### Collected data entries
>>>
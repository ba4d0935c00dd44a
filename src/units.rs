//! Unit conversion.
//!
//! Hydrocarbon tracers are archived on a per-carbon basis (ppbC); dividing
//! by the tracer's carbon number converts them to volume units. The
//! temperature field additionally comes out of the model in kelvin.

use log::info;

use crate::punch::VariableData;

pub const KELVIN_OFFSET: f32 = 273.15;

/// GEOS-Chem's temperature field name.
pub const TEMPERATURE: &str = "TMPU";

/// Carbon-basis scale factor for a loaded variable. Variables without the
/// attribute convert by 1.0.
pub fn carbon_scale(var: &VariableData) -> f32 {
    match var.carbon {
        Some(c) => c,
        None => {
            info!("no C value found for {}", var.name);
            1.0
        }
    }
}

/// Converts a loaded variable in place: ppbC to ppbv where the tracer
/// carries a carbon number, and kelvin to Celsius for temperature.
pub fn convert(var: &mut VariableData, species_name: &str) {
    let conv = carbon_scale(var);
    if conv != 1.0 {
        info!("dividing {} by {} to convert from ppbC to ppbv", var.name, conv);
        var.values.mapv_inplace(|v| v / conv);
    }

    if species_name.to_uppercase() == TEMPERATURE {
        var.values.mapv_inplace(|v| v - KELVIN_OFFSET);
        var.unit = "C".to_string();
    }
}

// -- Tests -------------------------------------------------------------------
<<<
### WHAT YOU WILL DO
Quote the data in full, keeping each word unchanged.

### RESULT FOR THIS EXERCISE
repository ba4d0935c00dd44a
filename src/units.rs
//! Unit conversion.
//!
//! Hydrocarbon tracers are archived on a per-carbon basis (ppbC); dividing
//! by the tracer's carbon number converts them to volume units. The
//! temperature field additionally comes out of the model in kelvin.

use log::info;

use crate::punch::VariableData;

pub const KELVIN_OFFSET: f32 = 273.15;

/// GEOS-Chem's temperature field name.
pub const TEMPERATURE: &str = "TMPU";

/// Carbon-basis scale factor for a loaded variable. Variables without the
/// attribute convert by 1.0.
pub fn carbon_scale(var: &VariableData) -> f32 {
    match var.carbon {
        Some(c) => c,
        None => {
            info!("no C value found for {}", var.name);
            1.0
        }
    }
}

/// Converts a loaded variable in place: ppbC to ppbv where the tracer
/// carries a carbon number, and kelvin to Celsius for temperature.
pub fn convert(var: &mut VariableData, species_name: &str) {
    let conv = carbon_scale(var);
    if conv != 1.0 {
        info!("dividing {} by {} to convert from ppbC to ppbv", var.name, conv);
        var.values.mapv_inplace(|v| v / conv);
    }

    if species_name.to_uppercase() == TEMPERATURE {
        var.values.mapv_inplace(|v| v - KELVIN_OFFSET);
        var.unit = "C".to_string();
    }
}

// -- Tests -------------------------------------------------------------------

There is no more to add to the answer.